Are there some people that do care? Sure there are, but they are very small minority typically.


> Sure there are, but they are very small minority typically.

From your own data, 25% of respondents agreed with the statement: Allow none/only a few immigrants of a different race/ethnicity to come and live in [the UK]. This isn't a small minority and I can guarantee you the distribution of these attitudes isn't equal between leavers and remainers.


You have to read the analysis below as well as look at the charts. From the articles I linked

> As a further way of characterising countries, we include a second measure based on the percentage of people saying that immigration ‘makes the country a worse place to live’ On this measure, the UK maintains a similar rank position as one of the more positive countries in the sample, and similar to Switzerland at 18%.

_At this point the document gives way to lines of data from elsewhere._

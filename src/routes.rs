//! Route assembly.

use std::sync::Arc;

use axum::{Router, middleware, routing::get};
use tower_http::services::ServeDir;
use tower_http::trace::TraceLayer;

use crate::handlers::{health_check, voice::voice_ws_handler};
use crate::middleware::auth_middleware;
use crate::state::AppState;

/// Build the application router.
///
/// `/ws` carries the voice sessions and is guarded by the bearer-token
/// middleware; `/health` stays open for probes. When a static directory is
/// configured it serves the browser frontend at the root.
pub fn create_router(state: Arc<AppState>) -> Router {
    let ws_routes = Router::new()
        .route("/ws", get(voice_ws_handler))
        .layer(middleware::from_fn_with_state(
            state.clone(),
            auth_middleware,
        ));

    let mut router = Router::new()
        .route("/health", get(health_check))
        .merge(ws_routes);

    if let Some(static_dir) = &state.config.server.static_dir {
        router = router.fallback_service(ServeDir::new(static_dir));
    } else {
        router = router.route("/", get(health_check));
    }

    router
        .layer(TraceLayer::new_for_http())
        .with_state(state)
}
//! End-to-end session bridge tests.
//!
//! These drive a [`SessionBridge`] over plain channels: a detached
//! upstream handle records every command the bridge issues, and the test
//! feeds server events in as if Voice Live had sent them.

use std::sync::Arc;
use std::time::Duration;

use bytes::Bytes;
use tokio::sync::mpsc;
use tokio::task::JoinHandle;

use voicelive_bridge::bridge::{
    BridgeTimeouts, ClientEvent, ClientFrame, ClientSender, SessionBridge, SessionParams,
    TranscriptRole,
};
use voicelive_bridge::tools::ToolRegistry;
use voicelive_bridge::upstream::{
    ClientCommand, ItemType, ServerEvent, SessionTool, UpstreamHandle,
};

fn event(json: &str) -> ServerEvent {
    serde_json::from_str(json).expect("test event must parse")
}

fn params() -> SessionParams {
    SessionParams {
        endpoint: "https://r.example.com".to_string(),
        api_key: "key".to_string(),
        model: "gpt-realtime-mini".to_string(),
        voice: "en-US-Emma2:DragonHDLatestNeural".to_string(),
        instructions: "Be helpful.".to_string(),
        transcription_model: "whisper-1".to_string(),
        mcp_servers: vec![SessionTool::Mcp {
            server_label: "microsoft-docs".to_string(),
            server_url: "https://learn.microsoft.com/api/mcp".to_string(),
            require_approval: Some("always".to_string()),
        }],
        timeouts: BridgeTimeouts {
            correlation_wait: Duration::from_millis(200),
            mcp_output_wait: Duration::from_millis(200),
            audio_poll: Duration::from_millis(10),
        },
    }
}

struct Harness {
    bridge: Arc<SessionBridge>,
    runner: JoinHandle<()>,
    events: mpsc::Sender<ServerEvent>,
    commands: mpsc::Receiver<ClientCommand>,
    frames: mpsc::Receiver<ClientFrame>,
}

impl Harness {
    async fn start() -> Self {
        let (client, frames) = ClientSender::channel(64);
        let (upstream, commands) = UpstreamHandle::detached();
        let (event_tx, event_rx) = mpsc::channel(32);

        let bridge = Arc::new(SessionBridge::new(
            params(),
            Arc::new(ToolRegistry::builtin()),
            client,
        ));
        let runner = {
            let bridge = bridge.clone();
            tokio::spawn(async move { bridge.run_with_connection(upstream, event_rx).await })
        };

        // Let the relay tasks come up before the test interacts
        tokio::time::sleep(Duration::from_millis(20)).await;

        Self {
            bridge,
            runner,
            events: event_tx,
            commands,
            frames,
        }
    }

    async fn push(&self, json: &str) {
        self.events.send(event(json)).await.expect("bridge alive");
    }

    /// Close the upstream stream and wait for the session to finish.
    async fn finish(self) -> (mpsc::Receiver<ClientCommand>, Vec<ClientFrame>) {
        drop(self.events);
        self.runner.await.expect("session task must not panic");
        drop(self.bridge);

        let mut frames = Vec::new();
        let mut rx = self.frames;
        while let Some(frame) = rx.recv().await {
            frames.push(frame);
        }
        (self.commands, frames)
    }
}

fn terminal_positions(frames: &[ClientFrame]) -> Vec<usize> {
    frames
        .iter()
        .enumerate()
        .filter_map(|(i, frame)| match frame {
            ClientFrame::Event(ClientEvent::CallState { state }) if state == "ended" => Some(i),
            _ => None,
        })
        .collect()
}

#[tokio::test]
async fn test_audio_frames_reach_upstream_in_order() {
    let mut harness = Harness::start().await;

    for byte in [1u8, 2, 3] {
        harness.bridge.send_audio(Bytes::from(vec![byte; 8])).await;
    }

    for byte in [1u8, 2, 3] {
        match harness.commands.recv().await.unwrap() {
            ClientCommand::InputAudioBufferAppend { audio } => {
                use base64::prelude::*;
                assert_eq!(BASE64_STANDARD.decode(audio).unwrap(), vec![byte; 8]);
            }
            other => panic!("unexpected command: {other:?}"),
        }
    }

    harness.finish().await;
}

#[tokio::test]
async fn test_audio_burst_beyond_queue_capacity_is_not_dropped() {
    let mut harness = Harness::start().await;

    // Far more frames than any internal queue holds; the producer must be
    // backpressured, never short-changed.
    const FRAMES: u32 = 600;
    let feeder = {
        let bridge = harness.bridge.clone();
        tokio::spawn(async move {
            for i in 0..FRAMES {
                bridge.send_audio(Bytes::from(i.to_le_bytes().to_vec())).await;
            }
        })
    };

    for i in 0..FRAMES {
        match harness.commands.recv().await.unwrap() {
            ClientCommand::InputAudioBufferAppend { audio } => {
                use base64::prelude::*;
                assert_eq!(BASE64_STANDARD.decode(audio).unwrap(), i.to_le_bytes());
            }
            other => panic!("unexpected command: {other:?}"),
        }
    }

    feeder.await.unwrap();
    harness.finish().await;
}

#[tokio::test]
async fn test_terminal_event_is_single_and_last() {
    let harness = Harness::start().await;

    harness
        .push(r#"{"type":"input_audio_buffer.speech_started"}"#)
        .await;
    harness
        .push(r#"{"type":"response.audio_transcript.done","transcript":"Hello there."}"#)
        .await;

    let (_commands, frames) = harness.finish().await;
    assert_eq!(terminal_positions(&frames), vec![frames.len() - 1]);
}

#[tokio::test]
async fn test_tool_round_trip() {
    let mut harness = Harness::start().await;

    harness
        .push(
            r#"{"type":"conversation.item.created","item":
                {"type":"function_call","id":"item_1","call_id":"call_1","name":"get_stock_price"}}"#,
        )
        .await;
    harness
        .push(
            r#"{"type":"response.function_call_arguments.done",
                "call_id":"call_1","arguments":"{\"symbol\":\"MSFT\"}"}"#,
        )
        .await;
    harness.push(r#"{"type":"response.done"}"#).await;

    match harness.commands.recv().await.unwrap() {
        ClientCommand::ConversationItemCreate {
            item,
            previous_item_id,
        } => {
            assert_eq!(item.item_type, ItemType::FunctionCallOutput);
            assert_eq!(item.call_id.as_deref(), Some("call_1"));
            assert_eq!(previous_item_id.as_deref(), Some("item_1"));
            let output: serde_json::Value =
                serde_json::from_str(item.output.as_deref().unwrap()).unwrap();
            assert_eq!(output["symbol"], "MSFT");
            assert_eq!(output["price"], 425.30);
        }
        other => panic!("unexpected command: {other:?}"),
    }
    assert!(matches!(
        harness.commands.recv().await.unwrap(),
        ClientCommand::ResponseCreate {}
    ));

    harness.finish().await;
}

#[tokio::test]
async fn test_unknown_tool_submits_error_and_continues() {
    let mut harness = Harness::start().await;

    harness
        .push(
            r#"{"type":"conversation.item.created","item":
                {"type":"function_call","id":"item_1","call_id":"call_1","name":"fly_to_moon"}}"#,
        )
        .await;
    harness
        .push(
            r#"{"type":"response.function_call_arguments.done",
                "call_id":"call_1","arguments":"{}"}"#,
        )
        .await;
    harness.push(r#"{"type":"response.done"}"#).await;

    match harness.commands.recv().await.unwrap() {
        ClientCommand::ConversationItemCreate { item, .. } => {
            assert_eq!(
                item.output.as_deref(),
                Some(r#"{"error":"Unknown tool: fly_to_moon"}"#)
            );
        }
        other => panic!("unexpected command: {other:?}"),
    }
    assert!(matches!(
        harness.commands.recv().await.unwrap(),
        ClientCommand::ResponseCreate {}
    ));

    harness.finish().await;
}

#[tokio::test]
async fn test_mcp_approval_is_auto_accepted() {
    let mut harness = Harness::start().await;

    harness
        .push(
            r#"{"type":"conversation.item.created","item":
                {"type":"mcp_approval_request","id":"item_7","approval_request_id":"req_42"}}"#,
        )
        .await;

    match harness.commands.recv().await.unwrap() {
        ClientCommand::ConversationItemCreate { item, .. } => {
            assert_eq!(item.item_type, ItemType::McpApprovalResponse);
            assert_eq!(item.approval_request_id.as_deref(), Some("req_42"));
            assert_eq!(item.approve, Some(true));
        }
        other => panic!("unexpected command: {other:?}"),
    }

    let (_commands, frames) = harness.finish().await;
    // Approval is silent: only the terminal event reaches the client
    assert_eq!(frames.len(), 1);
    assert_eq!(terminal_positions(&frames), vec![0]);
}

#[tokio::test]
async fn test_tool_timeout_abandons_call_but_not_session() {
    let mut harness = Harness::start().await;

    // Arguments never arrive for this call
    harness
        .push(
            r#"{"type":"conversation.item.created","item":
                {"type":"function_call","id":"item_1","call_id":"call_1","name":"get_weather"}}"#,
        )
        .await;
    tokio::time::sleep(Duration::from_millis(300)).await;

    // The session must still relay events afterwards
    harness
        .push(r#"{"type":"input_audio_buffer.speech_started"}"#)
        .await;

    let (mut commands, frames) = harness.finish().await;
    assert!(commands.try_recv().is_err(), "abandoned call sent nothing");
    assert!(frames.iter().any(|frame| matches!(
        frame,
        ClientFrame::Event(ClientEvent::SpeechStarted)
    )));
}

#[tokio::test]
async fn test_barge_in_and_transcripts_forwarded() {
    let harness = Harness::start().await;

    harness
        .push(r#"{"type":"input_audio_buffer.speech_started"}"#)
        .await;
    harness
        .push(
            r#"{"type":"conversation.item.input_audio_transcription.completed",
                "transcript":"what is the weather"}"#,
        )
        .await;
    harness
        .push(r#"{"type":"response.audio.delta","delta":"AAEC"}"#)
        .await;
    harness
        .push(r#"{"type":"response.audio_transcript.done","transcript":"It is sunny."}"#)
        .await;

    let (_commands, frames) = harness.finish().await;

    assert!(matches!(
        frames[0],
        ClientFrame::Event(ClientEvent::SpeechStarted)
    ));
    assert!(matches!(
        &frames[1],
        ClientFrame::Event(ClientEvent::Transcript { role: TranscriptRole::User, text })
            if text == "what is the weather"
    ));
    assert!(matches!(&frames[2], ClientFrame::Audio(pcm) if pcm.as_ref() == [0u8, 1, 2]));
    assert!(matches!(
        &frames[3],
        ClientFrame::Event(ClientEvent::Transcript { role: TranscriptRole::Assistant, text })
            if text == "It is sunny."
    ));
}

#[tokio::test]
async fn test_mcp_lifecycle_narrated_to_client() {
    let harness = Harness::start().await;

    harness
        .push(r#"{"type":"mcp_list_tools.completed","tools":[{"name":"search"},{"name":"fetch"}]}"#)
        .await;
    harness
        .push(
            r#"{"type":"conversation.item.created","item":
                {"type":"mcp_call","id":"item_3","name":"search","server_label":"microsoft-docs"}}"#,
        )
        .await;
    harness
        .push(r#"{"type":"response.mcp_call.completed","item_id":"item_3"}"#)
        .await;
    harness
        .push(
            r#"{"type":"response.output_item.done","item":
                {"type":"mcp_call","id":"item_3","name":"search","output":"{\"hits\":3}"}}"#,
        )
        .await;

    // Give the spawned completion flow time to run before shutdown
    tokio::time::sleep(Duration::from_millis(50)).await;

    // The completion flow requests a fresh response
    let (mut commands, frames) = harness.finish().await;
    assert!(matches!(
        commands.recv().await.unwrap(),
        ClientCommand::ResponseCreate {}
    ));

    let statuses: Vec<&str> = frames
        .iter()
        .filter_map(|frame| match frame {
            ClientFrame::Event(ClientEvent::McpStatus { text }) => Some(text.as_str()),
            _ => None,
        })
        .collect();
    assert_eq!(
        statuses,
        vec![
            "MCP tools available: search, fetch",
            "Calling MCP tool: search on microsoft-docs",
            "MCP tool 'search' returned a result",
        ]
    );
}

#[tokio::test]
async fn test_upstream_error_event_does_not_end_session() {
    let harness = Harness::start().await;

    harness
        .push(r#"{"type":"error","error":{"type":"invalid_request_error","message":"bad"}}"#)
        .await;
    harness
        .push(r#"{"type":"input_audio_buffer.speech_started"}"#)
        .await;

    let (_commands, frames) = harness.finish().await;
    assert!(matches!(
        frames[0],
        ClientFrame::Event(ClientEvent::SpeechStarted)
    ));
    assert_eq!(terminal_positions(&frames), vec![frames.len() - 1]);
}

> These two measures can be thought of as capturing opinions on future migration flows and current population stocks. In most of these 13 countries, it appears that people are more negative towards the idea of continuing flows than about the immigrants already present. Finland, for example, is a country where 42% of the public would prefer few/no immigrants of another race coming to live there, whilst, at the same time, just 19% think immigrants make the country a worse place to live.

It is still much better than many other countries in Europe.

> This isn't a small minority and I can guarantee you the distribution of these attitudes isn't equal between leavers and remainers.

Ok sure. I probably shouldn't have said minority. Yeah of course the distribution isn't going to be equal. However people pretend it was all about racism when it clearly wasn't.